Exercise brief: Reproduce the records below exactly as they appear.

Data extracts:

────────────────────

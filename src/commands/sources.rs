use serde::{Deserialize, Serialize};
use tracing::debug;

use super::ViewerSession;
use crate::{
    core::{
        errors::{AppError, AppResult},
        types::{CloseSourcesResponse, OpenSourcesResponse, RecordKey, SelectSourceResponse},
    },
    navigation::find_section,
    provenance::{build_indicator, references_for_section, SourceViewer},
};

/// What a source indicator was clicked on.
#[derive(Debug, Clone, PartialEq, Eq, Serialize, Deserialize)]
#[serde(tag = "kind", content = "id", rename_all = "snake_case")]
pub enum SourceTarget {
    Section(String),
    Record(String),
}

pub fn open_sources(
    session: &mut ViewerSession,
    target: SourceTarget,
) -> AppResult<OpenSourcesResponse> {
    let document = session.require_document()?;
    let references = match &target {
        SourceTarget::Section(id) => {
            if find_section(&session.sections, id).is_none() {
                return Err(AppError::NotFound(format!("section {id}")));
            }
            references_for_section(document, id, session.config.reference_depth_limit)
        }
        SourceTarget::Record(key) => session
            .find_row(&RecordKey(key.clone()))
            .map(|row| row.references.clone())
            .ok_or_else(|| AppError::NotFound(format!("record {key}")))?,
    };
    debug!(?target, count = references.len(), "source list opened");

    let indicator = build_indicator(&references);
    session.sources = SourceViewer::open(references);
    Ok(OpenSourcesResponse {
        indicator,
        references: session
            .sources
            .as_ref()
            .map(SourceViewer::items)
            .unwrap_or_default(),
    })
}

pub fn select_source(session: &mut ViewerSession, index: usize) -> AppResult<SelectSourceResponse> {
    let viewer = session
        .sources
        .as_mut()
        .ok_or_else(|| AppError::InvalidInput("no source list is open".to_string()))?;
    let detail = viewer.select(index)?;
    Ok(SelectSourceResponse { detail })
}

/// Closes the source list, discarding its selection.
pub fn close_sources(session: &mut ViewerSession) -> AppResult<CloseSourcesResponse> {
    let closed = session.sources.take().is_some();
    Ok(CloseSourcesResponse { closed })
}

────────────────────

Solved problem:
filename src/commands/sources.rs
use serde::{Deserialize, Serialize};
use tracing::debug;

use super::ViewerSession;
use crate::{
    core::{
        errors::{AppError, AppResult},
        types::{CloseSourcesResponse, OpenSourcesResponse, RecordKey, SelectSourceResponse},
    },
    navigation::find_section,
    provenance::{build_indicator, references_for_section, SourceViewer},
};

/// What a source indicator was clicked on.
#[derive(Debug, Clone, PartialEq, Eq, Serialize, Deserialize)]
#[serde(tag = "kind", content = "id", rename_all = "snake_case")]
pub enum SourceTarget {
    Section(String),
    Record(String),
}

pub fn open_sources(
    session: &mut ViewerSession,
    target: SourceTarget,
) -> AppResult<OpenSourcesResponse> {
    let document = session.require_document()?;
    let references = match &target {
        SourceTarget::Section(id) => {
            if find_section(&session.sections, id).is_none() {
                return Err(AppError::NotFound(format!("section {id}")));
            }
            references_for_section(document, id, session.config.reference_depth_limit)
        }
        SourceTarget::Record(key) => session
            .find_row(&RecordKey(key.clone()))
            .map(|row| row.references.clone())
            .ok_or_else(|| AppError::NotFound(format!("record {key}")))?,
    };
    debug!(?target, count = references.len(), "source list opened");

    let indicator = build_indicator(&references);
    session.sources = SourceViewer::open(references);
    Ok(OpenSourcesResponse {
        indicator,
        references: session
            .sources
            .as_ref()
            .map(SourceViewer::items)
            .unwrap_or_default(),
    })
}

pub fn select_source(session: &mut ViewerSession, index: usize) -> AppResult<SelectSourceResponse> {
    let viewer = session
        .sources
        .as_mut()
        .ok_or_else(|| AppError::InvalidInput("no source list is open".to_string()))?;
    let detail = viewer.select(index)?;
    Ok(SelectSourceResponse { detail })
}

/// Closes the source list, discarding its selection.
pub fn close_sources(session: &mut ViewerSession) -> AppResult<CloseSourcesResponse> {
    let closed = session.sources.take().is_some();
    Ok(CloseSourcesResponse { closed })
}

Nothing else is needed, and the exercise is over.